EXERCISE PROMPT:
One line at a time, check the entries below for the word "then", and copy each line that has it.

Items from a data source
Content starts

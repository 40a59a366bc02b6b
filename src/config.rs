use serde::Deserialize;
use std::fs;
use std::path::{Path, PathBuf};

use crate::error::{CleaningError, Result};

/// Environment variable overriding the data root from config or defaults.
pub const DATA_ROOT_ENV: &str = "BASIC_CLEANING_DATA_ROOT";

#[derive(Debug, Default, Deserialize)]
pub struct Config {
    #[serde(default)]
    pub storage: StorageConfig,
}

#[derive(Debug, Default, Deserialize)]
pub struct StorageConfig {
    pub data_root: Option<String>,
}

impl Config {
    /// Load configuration from an explicit path, or from `config.toml` in the
    /// working directory when present. A missing default file is not an error;
    /// the step can run entirely on defaults and overrides.
    pub fn load(path: Option<&Path>) -> Result<Self> {
        match path {
            Some(config_path) => Self::read_file(config_path),
            None => {
                let default_path = Path::new("config.toml");
                if default_path.exists() {
                    Self::read_file(default_path)
                } else {
                    Ok(Config::default())
                }
            }
        }
    }

    fn read_file(path: &Path) -> Result<Self> {
        let content = fs::read_to_string(path).map_err(|e| {
            CleaningError::Config(format!(
                "Failed to read config file '{}': {}",
                path.display(),
                e
            ))
        })?;
        let config: Config = toml::from_str(&content)?;
        Ok(config)
    }

    /// Resolve the data root. Precedence: CLI override, then the
    /// `BASIC_CLEANING_DATA_ROOT` environment variable, then the config file,
    /// then `./data`.
    pub fn data_root(&self, cli_override: Option<&str>) -> PathBuf {
        if let Some(root) = cli_override {
            return PathBuf::from(root);
        }
        if let Ok(root) = std::env::var(DATA_ROOT_ENV) {
            if !root.is_empty() {
                return PathBuf::from(root);
            }
        }
        if let Some(root) = &self.storage.data_root {
            return PathBuf::from(root);
        }
        PathBuf::from("data")
    }
}

#[cfg(test)]
mod tests {
    use super::*;

    #[test]
    fn parses_storage_section() {
        let config: Config = toml::from_str(
            r#"
            [storage]
            data_root = "/var/lib/cleaning"
            "#,
        )
        .unwrap();
        assert_eq!(
            config.storage.data_root.as_deref(),
            Some("/var/lib/cleaning")
        );
    }

    #[test]
    fn cli_override_wins_over_config() {
        let config: Config = toml::from_str(
            r#"
            [storage]
            data_root = "/var/lib/cleaning"
            "#,
        )
        .unwrap();
        assert_eq!(
            config.data_root(Some("/tmp/other")),
            PathBuf::from("/tmp/other")
        );
    }

    #[test]
    fn config_file_used_when_no_override() {
        let config: Config = toml::from_str(
            r#"
            [storage]
            data_root = "/var/lib/cleaning"
            "#,
        )
        .unwrap();
        // Only meaningful when the env override is unset, as in a normal run.
        if std::env::var(DATA_ROOT_ENV).is_err() {
            assert_eq!(config.data_root(None), PathBuf::from("/var/lib/cleaning"));
        }
    }
}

Content ends

RESULT OF THE TASK:
    /// Resolve the data root. Precedence: CLI override, then the
    /// `BASIC_CLEANING_DATA_ROOT` environment variable, then the config file,
    /// then `./data`.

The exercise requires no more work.